Legislature puts
off two hot-button issues
By LEE
BANDY Staff
Writer
Final legislative action on two hot-button issues — common law
marriage and the Ten Commandments — is being delayed until next
year.
With the Legislature rushing to finish business by Thursday’s
adjournment date, Senate leaders say there isn’t enough time to
bring up the two measures and take care of more pressing needs, such
as seat belts, state retirement system reform and the governor’s
vetoes, which took up most of last week.
As a result, they say, bills banning common law marriage and
allowing the Ten Commandments to be displayed on public property
were relegated to Senate Judiciary subcommittees, where the bills
have been languishing since April.
The House has adopted both measures by overwhelming margins:
• The Ten Commandments legislation
would allow the words to be displayed “along with other documents of
historical significance that have formed and influenced the United
States’ legal or governmental system.”
• Under the common law marriage
bill, the state would have stopped recognizing common law marriages
after Dec. 31, 2005. State law now enables a person without a
marriage license to receive some spousal benefits in cases of the
death of, or separation from, a partner.
TEN COMMANDMENTS
The Ten Commandments debate has stirred the most emotions.

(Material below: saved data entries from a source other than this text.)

//! The grid surface hook: pointer, wheel, touch, and keyboard navigation.
//!
//! Mouse and touch listeners belong to the hook; keyboard listeners are
//! page-wide and shared through [`super::keyboard`]. The surface state lives
//! behind `Rc<RefCell<_>>` so timers and frames can reach it, and every
//! callback holds a `Weak` so an unmounted surface is simply skipped.

use std::cell::RefCell;
use std::rc::{Rc, Weak};

use gloo_timers::callback::Interval;
use interact::camera::{CameraReading, Point};
use interact::config::HookConfig;
use interact::consts::MOVE_TICK_MS;
use interact::engine::{Action, HookCore};
use interact::keys::{KeyInput, Modifiers};
use interact::registry::SurfaceId;
use wasm_bindgen::JsCast;
use wasm_bindgen::prelude::*;
use web_sys::{Event, HtmlElement, KeyboardEvent, MouseEvent, TouchEvent, TouchList, WheelEvent};

use super::keyboard;
use crate::dom::listener::Listener;
use crate::dom::{self, HookError};
use crate::markup;
use crate::net::push::Pusher;
use crate::util::js::to_json;

/// Mounted surface state shared between the hook and its callbacks.
pub(super) struct Surface {
    el: HtmlElement,
    core: HookCore,
    pusher: Pusher,
    move_timer: Option<Interval>,
}

/// Hook object for the grid element.
#[wasm_bindgen]
pub struct GridCanvasHook {
    surface: Rc<RefCell<Surface>>,
    id: Option<SurfaceId>,
    listeners: Vec<Listener>,
}

#[wasm_bindgen]
impl GridCanvasHook {
    /// Mount on `el`. `push` is the page's `(name, payload)` sender.
    #[wasm_bindgen(constructor)]
    pub fn new(el: HtmlElement, push: js_sys::Function) -> Result<GridCanvasHook, JsValue> {
        let config = HookConfig::from_attributes(|name| dom::attr(&el, name));
        let surface = Rc::new(RefCell::new(Surface {
            el: el.clone(),
            core: HookCore::new(config),
            pusher: Pusher::new(push),
            move_timer: None,
        }));
        let id = keyboard::register(&surface)?;
        let listeners = match pointer_listeners(&el, &surface, id) {
            Ok(listeners) => listeners,
            Err(e) => {
                keyboard::unregister(id);
                return Err(e.into());
            }
        };
        log::debug!("grid canvas mounted ({config:?})");
        Ok(Self { surface, id: Some(id), listeners })
    }

    /// Play a server cue (`entering_node`, `feedback_given`, ...).
    #[wasm_bindgen(js_name = handleCue)]
    pub fn handle_cue(&self, name: &str, payload: JsValue) {
        let actions = self.surface.borrow().core.cue(name, to_json(&payload));
        apply(&self.surface, actions, None);
    }

    /// The server re-rendered the element; pick up changed configuration.
    pub fn updated(&self) {
        let mut surface = self.surface.borrow_mut();
        let config = HookConfig::from_attributes(|name| dom::attr(&surface.el, name));
        surface.core.config = config;
    }

    /// Unmount: stop every loop, drop listeners, leave the keyboard registry.
    pub fn destroyed(&mut self) {
        self.release();
    }
}

impl GridCanvasHook {
    fn release(&mut self) {
        let Some(id) = self.id.take() else {
            return;
        };
        keyboard::unregister(id);
        self.listeners.clear();
        let actions = self.surface.borrow_mut().core.detach();
        apply(&self.surface, actions, None);
        log::debug!("grid canvas destroyed");
    }
}

impl Drop for GridCanvasHook {
    fn drop(&mut self) {
        self.release();
    }
}

fn pointer_listeners(
    el: &HtmlElement,
    surface: &Rc<RefCell<Surface>>,
    id: SurfaceId,
) -> Result<Vec<Listener>, HookError> {
    let window = dom::window()?;
    let weak = Rc::downgrade(surface);

    Ok(vec![
        Listener::new(el, "mousedown", handler(&weak, move |surface, event| {
            let Some(mouse) = event.dyn_ref::<MouseEvent>() else {
                return;
            };
            keyboard::activate(id);
            let on_link = dom::from_link(event);
            let actions = surface.borrow_mut().core.pointer_down(client_point(mouse), on_link);
            apply(surface, actions, Some(event));
        }))?,
        Listener::new(&window, "mousemove", handler(&weak, |surface, event| {
            let Some(mouse) = event.dyn_ref::<MouseEvent>() else {
                return;
            };
            let actions = surface.borrow_mut().core.pointer_move(client_point(mouse));
            apply(surface, actions, Some(event));
        }))?,
        Listener::new(&window, "mouseup", handler(&weak, |surface, event| {
            let actions = surface.borrow_mut().core.pointer_up();
            apply(surface, actions, Some(event));
        }))?,
        Listener::active(el, "wheel", handler(&weak, |surface, event| {
            let Some(wheel) = event.dyn_ref::<WheelEvent>() else {
                return;
            };
            let actions = surface.borrow().core.wheel(wheel.delta_y(), client_point(wheel));
            apply(surface, actions, Some(event));
        }))?,
        Listener::active(el, "touchstart", handler(&weak, move |surface, event| {
            let Some(touch) = event.dyn_ref::<TouchEvent>() else {
                return;
            };
            keyboard::activate(id);
            let actions = surface.borrow_mut().core.touch_start(&touch_points(&touch.touches()));
            apply(surface, actions, Some(event));
        }))?,
        Listener::active(el, "touchmove", handler(&weak, |surface, event| {
            let Some(touch) = event.dyn_ref::<TouchEvent>() else {
                return;
            };
            let actions = surface.borrow_mut().core.touch_move(&touch_points(&touch.touches()));
            apply(surface, actions, Some(event));
        }))?,
        Listener::new(el, "touchend", handler(&weak, |surface, event| {
            let Some(touch) = event.dyn_ref::<TouchEvent>() else {
                return;
            };
            let actions = surface.borrow_mut().core.touch_end(&touch_points(&touch.touches()));
            apply(surface, actions, Some(event));
        }))?,
    ])
}

/// Wrap a surface handler so it runs only while the surface is alive.
fn handler<F>(weak: &Weak<RefCell<Surface>>, f: F) -> impl FnMut(Event) + 'static
where
    F: Fn(&Rc<RefCell<Surface>>, &Event) + 'static,
{
    let weak = weak.clone();
    move |event| {
        if let Some(surface) = weak.upgrade() {
            f(&surface, &event);
        }
    }
}

fn client_point(event: &MouseEvent) -> Point {
    Point::new(f64::from(event.client_x()), f64::from(event.client_y()))
}

fn touch_points(list: &TouchList) -> Vec<Point> {
    (0..list.length())
        .filter_map(|i| list.get(i))
        .map(|t| Point::new(f64::from(t.client_x()), f64::from(t.client_y())))
        .collect()
}

pub(super) fn on_key_down(surface: &Rc<RefCell<Surface>>, event: &Event) {
    let Some(key_event) = event.dyn_ref::<KeyboardEvent>() else {
        return;
    };
    let key = key_event.key();
    let input = KeyInput {
        key: &key,
        in_text_field: dom::focused_tag().is_some_and(|tag| markup::is_text_field(&tag)),
        modifiers: modifiers(key_event),
    };
    let actions = {
        let mut state = surface.borrow_mut();
        let el = state.el.clone();
        state.core.key_down(input, || {
            CameraReading::from_attributes(|name| dom::attr(&el, name))
        })
    };
    apply(surface, actions, Some(event));
}

fn modifiers(event: &KeyboardEvent) -> Modifiers {
    Modifiers {
        shift: event.shift_key(),
        ctrl: event.ctrl_key(),
        alt: event.alt_key(),
        meta: event.meta_key(),
    }
}

pub(super) fn on_key_up(surface: &Rc<RefCell<Surface>>, event: &Event) {
    let Some(key_event) = event.dyn_ref::<KeyboardEvent>() else {
        return;
    };
    let actions = surface.borrow_mut().core.key_up(&key_event.key());
    apply(surface, actions, Some(event));
}

pub(super) fn on_window_blur(surface: &Rc<RefCell<Surface>>) {
    let actions = surface.borrow_mut().core.window_blur();
    apply(surface, actions, None);
}

/// Carry out core actions. Never called with the surface borrowed.
fn apply(surface: &Rc<RefCell<Surface>>, actions: Vec<Action>, event: Option<&Event>) {
    let pusher = surface.borrow().pusher.clone();
    for action in actions {
        match action {
            Action::SetCursor(cursor) => {
                let state = surface.borrow();
                if let Err(e) = state.el.style().set_property("cursor", cursor.css()) {
                    log::debug!("set cursor failed: {e:?}");
                }
            }
            Action::StartMoveLoop => start_move_loop(surface),
            Action::StopMoveLoop => {
                // Dropping the interval cancels it.
                let timer = surface.borrow_mut().move_timer.take();
                drop(timer);
            }
            Action::ScheduleCenterStep { generation } => schedule_center_step(surface, generation),
            other => {
                if let Some(unhandled) = super::perform(other, &pusher, event) {
                    log::debug!("grid canvas: ignoring {unhandled:?}");
                }
            }
        }
    }
}

fn start_move_loop(surface: &Rc<RefCell<Surface>>) {
    let weak = Rc::downgrade(surface);
    let timer = Interval::new(MOVE_TICK_MS, move || {
        let Some(surface) = weak.upgrade() else {
            return;
        };
        let actions = surface.borrow().core.move_tick();
        apply(&surface, actions, None);
    });
    surface.borrow_mut().move_timer = Some(timer);
}

fn schedule_center_step(surface: &Rc<RefCell<Surface>>, generation: u64) {
    let weak = Rc::downgrade(surface);
    dom::next_frame(move || {
        let Some(surface) = weak.upgrade() else {
            return;
        };
        let actions = surface.borrow_mut().core.center_step(generation);
        apply(&surface, actions, None);
    });
}
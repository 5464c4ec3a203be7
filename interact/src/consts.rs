//! Shared timing and tuning constants for the interaction core.

// ── Movement ────────────────────────────────────────────────────

/// Period of the movement loop in milliseconds (~60 ticks per second).
pub const MOVE_TICK_MS: u32 = 16;

/// Per-axis scale applied when both axes are non-zero, keeping diagonal
/// speed equal to axis-aligned speed.
pub const DIAGONAL_SCALE: f64 = std::f64::consts::FRAC_1_SQRT_2;

// ── Centering ───────────────────────────────────────────────────

/// Number of animation-frame steps used to pan onto the player.
pub const CENTER_STEPS: u32 = 20;

// ── Cue effects ─────────────────────────────────────────────────

/// Dwell of the ripple transition before navigating into a node.
pub const RIPPLE_DWELL_MS: u32 = 1000;

/// Dwell of the zoom transition before navigating into a node.
pub const ZOOM_DWELL_MS: u32 = 800;

/// Number of layered rings in the ripple transition overlay.
pub const RIPPLE_RINGS: usize = 3;

/// Lifetime of the decorative room-entrance ripple.
pub const ROOM_RIPPLE_MS: u32 = 1200;

/// How long a feedback flash class stays on a message.
pub const FLASH_MS: u32 = 600;

/// How long a toast stays fully shown before it starts hiding.
pub const TOAST_SHOW_MS: u32 = 1500;

/// Delay between a toast starting to hide and its removal.
pub const TOAST_FADE_MS: u32 = 300;

// ── Typing ──────────────────────────────────────────────────────

/// Idle gap after the last input before `typing_stop` is sent.
pub const TYPING_IDLE_MS: u32 = 2000;

// ── Storage ─────────────────────────────────────────────────────

/// Client storage key holding the cached bucket id list.
pub const BUCKETS_STORAGE_KEY: &str = "gridroom:bucket_ids";
//! Element ids and class names shared with the server-rendered markup.

#[cfg(test)]
#[path = "markup_test.rs"]
mod markup_test;

use interact::config::TransitionStyle;
use interact::event::FeedbackKind;

/// Class toggled on overlays once their entry animation should run.
pub const ACTIVE_CLASS: &str = "active";

/// Class toggled on toasts while visible.
pub const SHOW_CLASS: &str = "show";

pub const ROOM_RIPPLE_CLASS: &str = "room-entrance-ripple";

pub const RIPPLE_RING_CLASS: &str = "ripple-ring";

/// Full class list of a node-entry overlay.
#[must_use]
pub fn transition_classes(style: TransitionStyle) -> String {
    format!("node-transition {}", style.class())
}

/// Full class list of a feedback toast.
#[must_use]
pub fn toast_classes(kind: FeedbackKind) -> String {
    let modifier = match kind {
        FeedbackKind::Affirm => "affirm",
        FeedbackKind::Dismiss => "dismiss",
    };
    format!("feedback-toast feedback-toast-{modifier}")
}

/// Whether an element with this tag name captures typing.
#[must_use]
pub fn is_text_field(tag_name: &str) -> bool {
    tag_name.eq_ignore_ascii_case("input") || tag_name.eq_ignore_ascii_case("textarea")
}

/// Animation delay for the `index`th ripple ring, staggering the rings.
#[must_use]
pub fn ring_delay(index: usize) -> String {
    format!("{}ms", index * 150)
}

The House-passed measure would allow any state entity — from
schools to the state Supreme Court and the National Guard — to
display the Ten Commandments.
“This delay gives us another opportunity to block this bill,”
says Denyse Williams, executive director of the American Civil
Liberties Union of South Carolina.
She maintains the display of the commandments on public property
violates the First Amendment ban on any law “respecting an
establishment of religion.”
She says the only way the ACLU can accept the display is for it
to be set up like the U.S. Supreme Court, which has two tablets with
Roman numerals and no words.
A U.S. Supreme Court frieze depicts Moses and the tablets, as
well as 17 other figures including Confucius, Napoleon and former
Chief Justice John Marshall.
Because it includes secular figures in a way that doesn’t endorse
religion, the display would be constitutional, Supreme Court Justice
John Paul Stevens suggested in a 1989 ruling.
House Speaker David Wilkins, R-Greenville, says the House bill
codifies the earlier Supreme Court ruling.
But the issue still is being discussed here and in
Washington.
The high court heard arguments last month about whether Ten
Commandments displays on government property cross the line of
separation between church and state.
State Sen. Mike Fair, R-Greenville, chief architect of the Senate
bill, took the blame for failure to get the Ten Commandments issue
before the Senate this session.
“I have to accept some of the responsibility for not camping out
on the doorsteps of people who can make it happen,” he said. “We’ll
do that next year. We’ll force it.”
The legislation is before a Senate Judiciary subcommittee headed
by state Sen. Gerald Malloy, D-Darlington, who says some members are
cool toward the legislation.
One of them is state Sen. Kay Patterson, D-Richland.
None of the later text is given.